I've been trolling decorative concrete forums.  I hope to do some countertops and a fireplace surround in my house.

I came across this picture.  It's not really my taste, but it is beautiful.

This was done out of concrete.


----------



## Pagey (Jan 8, 2009)

That's pretty darned slick.  I like it!  Always wanted to have talent.


----------



## EatenByLimestone (Jan 8, 2009)

It might look completely different if the lights were off and it was lit by the insert.

Furniture has a different look.

Matt


----------



## savageactor7 (Jan 8, 2009)

Hey that is very nice...I've see a lot of regular Joe's do fantastic things with that stucco that comes in the 5 gal buckets, anyone know if that's code for that application?...I dunno.


----------



## karri0n (Jan 8, 2009)

Is this an insert, a fireplace, or a masonry stove? Regardless, it's really nice. Not sure on the heat output, though.


----------



## the_dude (Jan 8, 2009)

That is an EPA fireplace.  Looks like a Quadrafire 7100/Heat-n-Glo Northstar /Heatilator Constitution.  Whatever it is, it definitely heats.

I think the concrete work is nice as well, but definitely not my bag.  Check out the view out the windows!


----------



## the_dude (Jan 8, 2009)

Something strange is going on today.  Nothing seems to be working right.


----------



## karri0n (Jan 8, 2009)

That's a nice view, didn't even notice that. But they need to ditch the dish


----------



## the_dude (Jan 8, 2009)

HELP!


----------



## SlyFerret (Jan 8, 2009)

Beautiful!  I love it!

The view through those windows is indeed awesome.  I especially like the view of the back of the satellite dish.

-SF


----------



## the_dude (Jan 8, 2009)

Something strange is going on today.  First my posts would show, thus the reason for 3 of them.  Now I have tried editing them three times, and nothing.  I give up.  Sorry for the clutter.


----------



## SlyFerret (Jan 8, 2009)

Sounds like either your computer or your ISP is going a little cache crazy.

-SF


----------



## Jags (Jan 8, 2009)

savageactor7 said:
			
		

> Hey that is very nice...I've see a lot of regular Joe's do fantastic things with that stucco that comes in the 5 gal buckets, anyone know if that's code for that application?...I dunno.

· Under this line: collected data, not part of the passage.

//! Once-a-tick reconciliation of the wall clock against every medication.
//!
//! For each active medication, in registry order, three rules run and apply
//! their writes immediately so later rules see them:
//!
//! 1. New alert: the current minute equals the scheduled time, that minute's
//!    ledger key is absent, and nothing is logged for the medication today.
//! 2. Snooze re-fire: a pending snooze target has been reached.
//! 3. Auto-miss: the scheduled time plus the missed window has passed and
//!    nothing is logged today. The entry it writes satisfies its own guard,
//!    so it writes once per day.
//!
//! `evaluate` only mutates the book and returns effect requests; the caller
//! persists and performs them.

use chrono::{DateTime, Duration, FixedOffset};

use crate::{
    models::{DoseStatus, DoseTime},
    settings::Settings,
};

use super::{
    alerts::alarm_transition, effects::AlertEffect, notification_key, snooze_key, ReminderBook,
};

const ENABLE_LOGS: bool = true;

use crate::{log_debug, log_info};

#[derive(Debug, Clone, Default, PartialEq)]
pub struct TickOutcome {
    pub effects: Vec<AlertEffect>,
    /// Whether the book needs to be written back.
    pub changed: bool,
}

pub fn evaluate(
    book: &mut ReminderBook,
    settings: &Settings,
    now: DateTime<FixedOffset>,
) -> TickOutcome {
    let wall = now.naive_local();
    let today = wall.date();
    let current_minute = DoseTime::from_wall_clock(wall.time());
    let now_ms = now.timestamp_millis();
    let missed_window = Duration::minutes(i64::from(settings.missed_window));

    let was_alerting = book.is_alerting();
    let mut outcome = TickOutcome::default();

    let schedule: Vec<(String, DoseTime)> = book
        .medications
        .iter()
        .map(|med| (med.id.clone(), med.time))
        .collect();

    for (id, time) in schedule {
        if time == current_minute {
            let key = notification_key(&id, today, current_minute);
            if !book.last_notified.contains_key(&key) && !book.has_log_on(&id, today) {
                log_info!("dose due for {} at {}", id, current_minute);
                let effects = book.trigger_alert(&id, key, today, settings);
                outcome.effects.extend(effects);
                outcome.changed = true;
            }
        }

        if let Some(&target) = book.snoozed.get(&id) {
            if target <= now_ms {
                log_info!("snooze elapsed for {}", id);
                let effects = book.trigger_alert(&id, snooze_key(&id, now_ms), today, settings);
                outcome.effects.extend(effects);
                book.snoozed.remove(&id);
                outcome.changed = true;
            }
        }

        let deadline = today.and_time(time.as_naive_time()) + missed_window;
        if wall > deadline && !book.has_log_on(&id, today) {
            log_info!("no resolution for {} by {}; logging missed", id, deadline);
            book.record_dose(&id, DoseStatus::Missed, now);
            outcome.changed = true;
        }
    }

    if let Some(effect) = alarm_transition(was_alerting, book, settings) {
        outcome.effects.push(effect);
    }

    log_debug!(
        "tick {} evaluated {} medications, {} effects",
        wall,
        book.medications.len(),
        outcome.effects.len()
    );

    outcome
}

#[cfg(test)]
mod tests {
    use super::*;
    use crate::reminders::{
        effects::VIBRATION_PATTERN,
        testing::{at, book_with, medication},
    };
    use crate::settings::AlarmStyle;
    use pretty_assertions::assert_eq;

    fn settings() -> Settings {
        Settings {
            missed_window: 60,
            snooze_duration: 5,
            ..Settings::default()
        }
    }

    fn notifications(outcome: &TickOutcome) -> usize {
        outcome
            .effects
            .iter()
            .filter(|effect| matches!(effect, AlertEffect::Notify(_)))
            .count()
    }

    #[test]
    fn fires_once_per_scheduled_minute() {
        let settings = settings();
        let mut book = book_with(vec![medication("m1", "08:00", 10)]);

        let mut fired = 0;
        for second in 0..60 {
            let now = at(&format!("2025-03-01T08:00:{second:02}"));
            let outcome = evaluate(&mut book, &settings, now);
            fired += notifications(&outcome);
            if second == 0 {
                assert!(outcome.changed);
                assert!(outcome
                    .effects
                    .contains(&AlertEffect::StartAlarm(AlarmStyle::Urgent)));
            } else {
                assert_eq!(outcome, TickOutcome::default());
            }
        }

        assert_eq!(fired, 1);
        assert_eq!(book.active_alert.as_deref(), Some("m1"));
        assert_eq!(book.last_notified.len(), 1);
    }

    #[test]
    fn fire_requests_notification_and_vibration() {
        let settings = settings();
        let mut book = book_with(vec![medication("m1", "08:00", 10)]);

        let outcome = evaluate(&mut book, &settings, at("2025-03-01T08:00:00"));

        assert_eq!(outcome.effects.len(), 3);
        assert!(matches!(&outcome.effects[0], AlertEffect::Notify(n) if n.medication_id == "m1"));
        assert_eq!(outcome.effects[1], AlertEffect::Vibrate(VIBRATION_PATTERN));
        assert_eq!(outcome.effects[2], AlertEffect::StartAlarm(AlarmStyle::Urgent));
    }

    #[test]
    fn disabled_channels_are_not_requested() {
        let settings = Settings {
            sound_enabled: false,
            notifications_enabled: false,
            vibrate_enabled: false,
            ..settings()
        };
        let mut book = book_with(vec![medication("m1", "08:00", 10)]);

        let outcome = evaluate(&mut book, &settings, at("2025-03-01T08:00:00"));

        assert!(outcome.changed);
        assert!(outcome.effects.is_empty());
        assert_eq!(book.active_alert.as_deref(), Some("m1"));
    }

    #[test]
    fn no_alert_when_already_logged_today() {
        let settings = settings();
        let mut book = book_with(vec![medication("m1", "08:00", 10)]);
        book.mark_taken("m1", at("2025-03-01T07:45:00"), &settings);

        let outcome = evaluate(&mut book, &settings, at("2025-03-01T08:00:00"));

        assert_eq!(outcome, TickOutcome::default());
        assert_eq!(book.active_alert, None);
    }

    #[test]
    fn yesterdays_log_does_not_suppress_today() {
        let settings = settings();
        let mut book = book_with(vec![medication("m1", "08:00", 10)]);
        book.mark_taken("m1", at("2025-02-28T08:00:00"), &settings);

        evaluate(&mut book, &settings, at("2025-03-01T08:00:00"));

        assert_eq!(book.active_alert.as_deref(), Some("m1"));
    }

    #[test]
    fn rescheduled_time_can_fire_again_same_day() {
        let settings = settings();
        let mut book = book_with(vec![medication("m1", "08:00", 10)]);

        evaluate(&mut book, &settings, at("2025-03-01T08:00:00"));
        book.snooze_active(at("2025-03-01T08:00:05"), &settings).unwrap();
        book.snoozed.clear();
        book.medications[0].time = "08:30".parse().unwrap();

        let outcome = evaluate(&mut book, &settings, at("2025-03-01T08:30:00"));

        assert_eq!(notifications(&outcome), 1);
        assert_eq!(book.last_notified.len(), 2);
    }

    #[test]
    fn missed_is_logged_once_and_clears_alert() {
        let settings = settings();
        let mut book = book_with(vec![medication("m1", "08:00", 10)]);

        evaluate(&mut book, &settings, at("2025-03-01T08:00:00"));
        assert_eq!(book.active_alert.as_deref(), Some("m1"));

        let on_deadline = evaluate(&mut book, &settings, at("2025-03-01T09:00:00"));
        assert!(!on_deadline.changed);
        assert!(book.logs.is_empty());

        let past = evaluate(&mut book, &settings, at("2025-03-01T09:01:00"));
        assert!(past.changed);
        assert_eq!(past.effects, vec![AlertEffect::StopAlarm]);
        assert_eq!(book.active_alert, None);
        assert_eq!(book.logs.len(), 1);
        assert_eq!(book.logs[0].status, DoseStatus::Missed);
        assert_eq!(book.medications[0].remaining_doses, 10);

        for minute in 2..59 {
            let now = at(&format!("2025-03-01T09:{minute:02}:30"));
            let later = evaluate(&mut book, &settings, now);
            assert_eq!(later, TickOutcome::default());
        }
        let evening = evaluate(&mut book, &settings, at("2025-03-01T20:00:00"));
        assert_eq!(evening, TickOutcome::default());
        assert_eq!(book.logs.len(), 1);
    }

    #[test]
    fn scheduled_alert_does_not_fire_again_after_auto_miss() {
        let settings = Settings {
            missed_window: 1,
            ..settings()
        };
        let mut book = book_with(vec![medication("m1", "08:00", 10)]);

        evaluate(&mut book, &settings, at("2025-03-01T08:02:00"));
        assert_eq!(book.logs.len(), 1);

        book.medications[0].time = "08:05".parse().unwrap();
        let outcome = evaluate(&mut book, &settings, at("2025-03-01T08:05:00"));
        assert_eq!(outcome, TickOutcome::default());
    }

    #[test]
    fn snooze_refires_at_target() {
        let settings = settings();
        let mut book = book_with(vec![medication("m1", "08:00", 10)]);

        evaluate(&mut book, &settings, at("2025-03-01T08:00:00"));
        book.snooze_active(at("2025-03-01T08:00:00"), &settings).unwrap();
        assert_eq!(book.active_alert, None);

        let early = evaluate(&mut book, &settings, at("2025-03-01T08:04:59"));
        assert_eq!(early, TickOutcome::default());
        assert_eq!(book.active_alert, None);

        let due = evaluate(&mut book, &settings, at("2025-03-01T08:05:00"));
        assert_eq!(notifications(&due), 1);
        assert!(due.effects.contains(&AlertEffect::StartAlarm(AlarmStyle::Urgent)));
        assert_eq!(book.active_alert.as_deref(), Some("m1"));
        assert!(book.snoozed.is_empty());
        assert!(book.logs.is_empty());

        let after = evaluate(&mut book, &settings, at("2025-03-01T08:05:01"));
        assert_eq!(after, TickOutcome::default());
    }

    #[test]
    fn snooze_past_deadline_ends_missed() {
        let settings = Settings {
            missed_window: 3,
            ..settings()
        };
        let mut book = book_with(vec![medication("m1", "08:00", 10)]);

        evaluate(&mut book, &settings, at("2025-03-01T08:00:00"));
        book.snooze_active(at("2025-03-01T08:00:10"), &settings).unwrap();

        let outcome = evaluate(&mut book, &settings, at("2025-03-01T08:03:30"));
        assert!(outcome.changed);
        assert_eq!(book.logs[0].status, DoseStatus::Missed);
        assert!(book.snoozed.is_empty());
        assert_eq!(book.active_alert, None);

        let outcome = evaluate(&mut book, &settings, at("2025-03-01T08:06:00"));
        assert_eq!(outcome, TickOutcome::default());
    }

    #[test]
    fn two_due_medications_last_one_wins() {
        let settings = settings();
        let mut book = book_with(vec![
            medication("m1", "08:00", 10),
            medication("m2", "08:00", 10),
        ]);

        let outcome = evaluate(&mut book, &settings, at("2025-03-01T08:00:00"));

        assert_eq!(notifications(&outcome), 2);
        assert_eq!(book.active_alert.as_deref(), Some("m2"));
        let starts = outcome
            .effects
            .iter()
            .filter(|effect| matches!(effect, AlertEffect::StartAlarm(_)))
            .count();
        assert_eq!(starts, 1);
    }

    #[test]
    fn startup_after_deadline_logs_missed_immediately() {
        let settings = settings();
        let mut book = book_with(vec![medication("m1", "08:00", 10)]);

        let outcome = evaluate(&mut book, &settings, at("2025-03-01T13:00:00"));

        assert!(outcome.changed);
        assert!(outcome.effects.is_empty());
        assert_eq!(
            book.status_on("m1", at("2025-03-01T13:00:00").date_naive()),
            Some(DoseStatus::Missed)
        );
    }

    #[test]
    fn deleted_medications_are_ignored() {
        let settings = settings();
        let mut book = book_with(vec![medication("m1", "08:00", 10)]);
        book.delete_medication("m1", &settings).unwrap();

        let outcome = evaluate(&mut book, &settings, at("2025-03-01T08:00:00"));
        assert_eq!(outcome, TickOutcome::default());
        let outcome = evaluate(&mut book, &settings, at("2025-03-01T12:00:00"));
        assert_eq!(outcome, TickOutcome::default());
        assert!(book.logs.is_empty());
    }
}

Most of that type of product (Sto/Dryvit/etc.) is a polymer, cementitious mixture (depending on the product).  It probably shouldn't be used any closer than the typical CTC specs for the stove because of the polymer stuff.  If outside of the CTC specs, it should pose no problems.

Disclaimer: This is info simply from knowledge of the product, not a product engineers point of view.  If there is REAL interest from any hearth member, I think I could get specs for acceptable/unacceptable hearth usage.

Jags.


----------



## Adios Pantalones (Jan 8, 2009)

Pretty cool





http://www.homewoodpottery.com/homewoodmuralprojects.html


----------



## Jags (Jan 8, 2009)

Must........resist.........playing with..........wood........comment. :shut:


----------



## ScottF (Jan 8, 2009)

Wow.  Love the backdrop of Quadriplegics behind the stove.  Is that what you call them if they are missing their heads also or would that be pentapalegics?  Looks like something they might do to someone in Iran if they dont like them.


----------



## firefighterjake (Jan 8, 2009)

CZARCAR said:
			
		

> maine restaurant was named "the silent woman". had a statue of a headless woman out front.



Ah yes, I remember it well . . . the restaurant was in Waterville . . . used to freak me out a bit as a young child as I wasn't quite sure of the place -- in a child's mind I was wondering what they served there and if that was what happened if you didn't tip very well. As you may or may not know the Weathervane is there now.


----------



## firefighterjake (Jan 8, 2009)

Wow . . . pretty impressive . . . wouldn't fit in with my decor, but it looks pretty sharp.


----------



## begreen (Jan 12, 2009)

ScottF said:
			
		

> Wow.  Love the backdrop of Quadriplegics behind the stove.  Is that what you call them if they are missing their heads also or would that be pentapalegics?  Looks like something they might do to someone in Iran if they dont like them.



The word is torso. It's been done in sculpture long before Iran was a country.


----------